Conviene hacer aquí un breve paréntesis, pues los juristas romanos lo merecen; son, sin lugar a dudas, un caso único en el Mundo Antiguo, y probablemente en la Historia de la Humanidad: no se trata de políticos o de altos cargos de la administración, sino de meros ciudadanos de a pie que dedican su vida a estudiar el Derecho; pero su prestigio social es tan grande, que sus opiniones se convierten automáticamente en Derecho vigente y aplicable. En otras palabras: sin tener poder oficial alguno, nadie duda de su capacidad de, ni más ni menos, crear normas para todos los ciudadanos, cuya fuerza obligatoria reside tan sólo por el respeto reverencial (la auctoritas) que inspira la ingente sabiduría de sus autores y su exquisito concepto de la justicia. Así, los ciudadanos recurren a ellos para que les asesoren (respondere), para que les redacten formularios de contratos o testamentos (cauere) o bien para que les aconsejen cuando deben ira a juicio (agere). El conjunto de todas estas opiniones jurídicas fue configurando todo el Derecho privado, es decir, todo el Derecho cotidiano de cada ciudadano (las compraventas, los préstamos, los testamentos, las propiedades, los asuntos jurídicos matrimoniales, etc.). Libres de presiones del Estado, y tan sólo a base de ciencia, de respuestas y opiniones, los juristas regularon y desarrollaron un sistema jurídico de tal calidad que, aún hoy, es el que seguimos aplicando en nuestra vida cotidiana.

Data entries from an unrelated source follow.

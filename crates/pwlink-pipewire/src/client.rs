//! `pw-link` client: graph queries and link mutations.

use tracing::{debug, info, warn};

use pwlink_core::command::{PW_LINK_COMMAND, build_args, channel_pairs};
use pwlink_core::{
    Direction, Error, GraphSnapshot, Link, LinkAction, LinkEntry, Listing, Port, PortEntry,
    StereoGroup, StereoLink, pair_ports, parse_links, parse_ports,
};

use crate::error::PwResult;
use crate::runner::CommandRunner;

/// Queries and mutates the link graph through the `pw-link` tool.
///
/// Every query runs the tool again and returns a fresh snapshot; nothing is
/// cached between calls.
pub struct PwLink<R> {
    /// Executes the tool
    runner: R,
    /// Tool binary, `pw-link` unless configured
    tool: String,
}

impl<R: CommandRunner> PwLink<R> {
    /// Create a client that invokes `pw-link` from `PATH`.
    pub fn new(runner: R) -> Self {
        Self::with_tool(runner, PW_LINK_COMMAND)
    }

    /// Create a client that invokes a specific tool binary.
    pub fn with_tool(runner: R, tool: impl Into<String>) -> Self {
        Self { runner, tool: tool.into() }
    }

    /// The tool binary this client invokes.
    pub fn tool(&self) -> &str {
        &self.tool
    }

    fn invoke<S: AsRef<str>>(&self, args: &[S]) -> PwResult<String> {
        let argv: Vec<String> = std::iter::once(self.tool.clone())
            .chain(args.iter().map(|a| a.as_ref().to_string()))
            .collect();
        let output = self.runner.run(&argv)?;
        Ok(output.stdout)
    }

    /// List the ports with the given direction, in listing order.
    pub fn list_ports(&self, direction: Direction) -> PwResult<Vec<Port>> {
        let stdout = self.invoke(&Listing::ports(direction).args())?;
        Ok(parse_ports(&stdout, direction))
    }

    /// List input ports paired into stereo groups.
    pub fn list_inputs(&self) -> PwResult<Vec<PortEntry>> {
        Ok(pair_ports(&self.list_ports(Direction::Input)?))
    }

    /// List output ports paired into stereo groups.
    pub fn list_outputs(&self) -> PwResult<Vec<PortEntry>> {
        Ok(pair_ports(&self.list_ports(Direction::Output)?))
    }

    /// List links, one per relation line of the listing.
    pub fn list_links(&self) -> PwResult<Vec<Link>> {
        let stdout = self.invoke(&Listing::Links.args())?;
        Ok(parse_links(&stdout))
    }

    /// Capture inputs, outputs and links in one snapshot.
    pub fn snapshot(&self) -> PwResult<GraphSnapshot> {
        let inputs = self.list_ports(Direction::Input)?;
        let outputs = self.list_ports(Direction::Output)?;
        let links = self.list_links()?;
        debug!(
            inputs = inputs.len(),
            outputs = outputs.len(),
            links = links.len(),
            "Captured graph snapshot"
        );
        Ok(GraphSnapshot::new(inputs, outputs, links))
    }

    /// Connect two ports given in either order.
    ///
    /// The returned link carries no ID; list links again to see it.
    pub fn connect_ports(&self, this: &Port, other: &Port) -> PwResult<Link> {
        let args = build_args(this, other, LinkAction::Connect)?;
        self.invoke(&args)?;
        info!(output = %args[0], input = %args[1], "Connected ports");
        Ok(Link::between(None, this.clone(), other.clone())?)
    }

    /// Disconnect two ports given in either order.
    pub fn disconnect_ports(&self, this: &Port, other: &Port) -> PwResult<()> {
        let args = build_args(this, other, LinkAction::Disconnect)?;
        self.invoke(&args)?;
        info!(output = %args[0], input = %args[1], "Disconnected ports");
        Ok(())
    }

    /// Connect two groups channel by channel.
    ///
    /// Channels present on only one side are skipped. Fails only when no
    /// channel could be connected; returns a stereo link when both channels
    /// were, a single link otherwise.
    pub fn connect_groups(&self, this: &StereoGroup, other: &StereoGroup) -> PwResult<LinkEntry> {
        let pairs = channel_pairs(this, other, LinkAction::Connect)?;
        let mut linked = Vec::with_capacity(pairs.len());
        let mut last_error = None;

        for (a, b) in pairs {
            match self.connect_ports(a, b) {
                Ok(link) => linked.push(link),
                Err(e) => {
                    warn!(error = %e, "Channel connect failed");
                    last_error = Some(e);
                }
            }
        }

        let mut linked = linked.into_iter();
        match (linked.next(), linked.next()) {
            (Some(left), Some(right)) => Ok(LinkEntry::Stereo(StereoLink::new(left, right))),
            (Some(link), None) => Ok(LinkEntry::Single(link)),
            (None, _) => Err(last_error.unwrap_or_else(|| {
                Error::NoChannelPairs {
                    action: LinkAction::Connect,
                    first: this.to_string(),
                    second: other.to_string(),
                }
                .into()
            })),
        }
    }

    /// Disconnect two groups channel by channel.
    ///
    /// Returns the number of channels disconnected. Fails only when every
    /// attempted channel failed.
    pub fn disconnect_groups(&self, this: &StereoGroup, other: &StereoGroup) -> PwResult<usize> {
        let pairs = channel_pairs(this, other, LinkAction::Disconnect)?;
        self.disconnect_pairs(pairs)
    }

    /// Remove a parsed link.
    pub fn disconnect_link(&self, link: &Link) -> PwResult<()> {
        self.disconnect_ports(link.output(), link.input())
    }

    /// Remove both channels of a stereo link.
    pub fn disconnect_stereo_link(&self, stereo: &StereoLink) -> PwResult<usize> {
        let pairs = [stereo.left(), stereo.right()].map(|link| (link.output(), link.input()));
        self.disconnect_pairs(pairs)
    }

    /// Remove every link of a grouped entry.
    pub fn disconnect_entry(&self, entry: &LinkEntry) -> PwResult<usize> {
        let links = entry.links();
        self.disconnect_pairs(links.into_iter().map(|link| (link.output(), link.input())))
    }

    fn disconnect_pairs<'a>(
        &self,
        pairs: impl IntoIterator<Item = (&'a Port, &'a Port)>,
    ) -> PwResult<usize> {
        let mut disconnected = 0;
        let mut last_error = None;

        for (a, b) in pairs {
            match self.disconnect_ports(a, b) {
                Ok(()) => disconnected += 1,
                Err(e) => {
                    warn!(error = %e, "Channel disconnect failed");
                    last_error = Some(e);
                }
            }
        }

        match last_error {
            Some(e) if disconnected == 0 => Err(e),
            _ => Ok(disconnected),
        }
    }
}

Cerremos ahora el paréntesis (¿quizá para volver a los juristas en otro momento?) y volvamos al Pretor: él, como político que era, estaba sólo de paso por el cargo y no tenía por qué ser un experto en Derecho, de ahí que el peso de la redacción y ampliación del Edicto recayera, en realidad, en los iuris prudentes. Éstos convertían en formulae las demandas de las partes, concentrándolas en unos breves párrafos de texto que eran intercambiables: así, si un demandante alegaba que el otro no había pagado, se insertaba en el "libro de instrucciones" para el juez el párrafo acuñado por los juristas referente a una falta de pago. Si por el contrario la otra parte alegaba mala intención en la actuación de su contrincante, se insertaba el párrafo específicamente creado para reclamaciones por dolo. Y así hasta incorporar tantos párrafos a la fórmula como pretensiones de las partes amparaba el Pretor. De este modo, el juez –no olvidemos que también él no era sino otro ciudadano común, sin especiales estudios jurídicos– recibía un escrito claro y detallado, limitándose su labor a comprobar la veracidad de cada párrafo (es decir, de cada pretensión que demandante y demandado habían formulado ante el Pretor), para decidir al final cuál de los dos contrincantes había probado mejor lo recogido en el escrito, dando su "opinión" (sententia) sobre el asunto llevado a juicio.
Así, a la vez que se desarrollaba, pulía y especializaba el proceso judicial romano, los juristas se volvían maestros en el difícil arte de consignar, con las palabras justas y sin una más ni una menos de las necesarias, los deseos de justicia de cada ciudadano. En un alarde de verdadera orfebrería jurídica, lograron dar a su lengua una precisión más propia casi de los lenguajes matemáticos. Y de este modo, los juristas lograron que el latín se convirtiera, desde entonces y para siempre, en el lenguaje de la Justicia y el Derecho.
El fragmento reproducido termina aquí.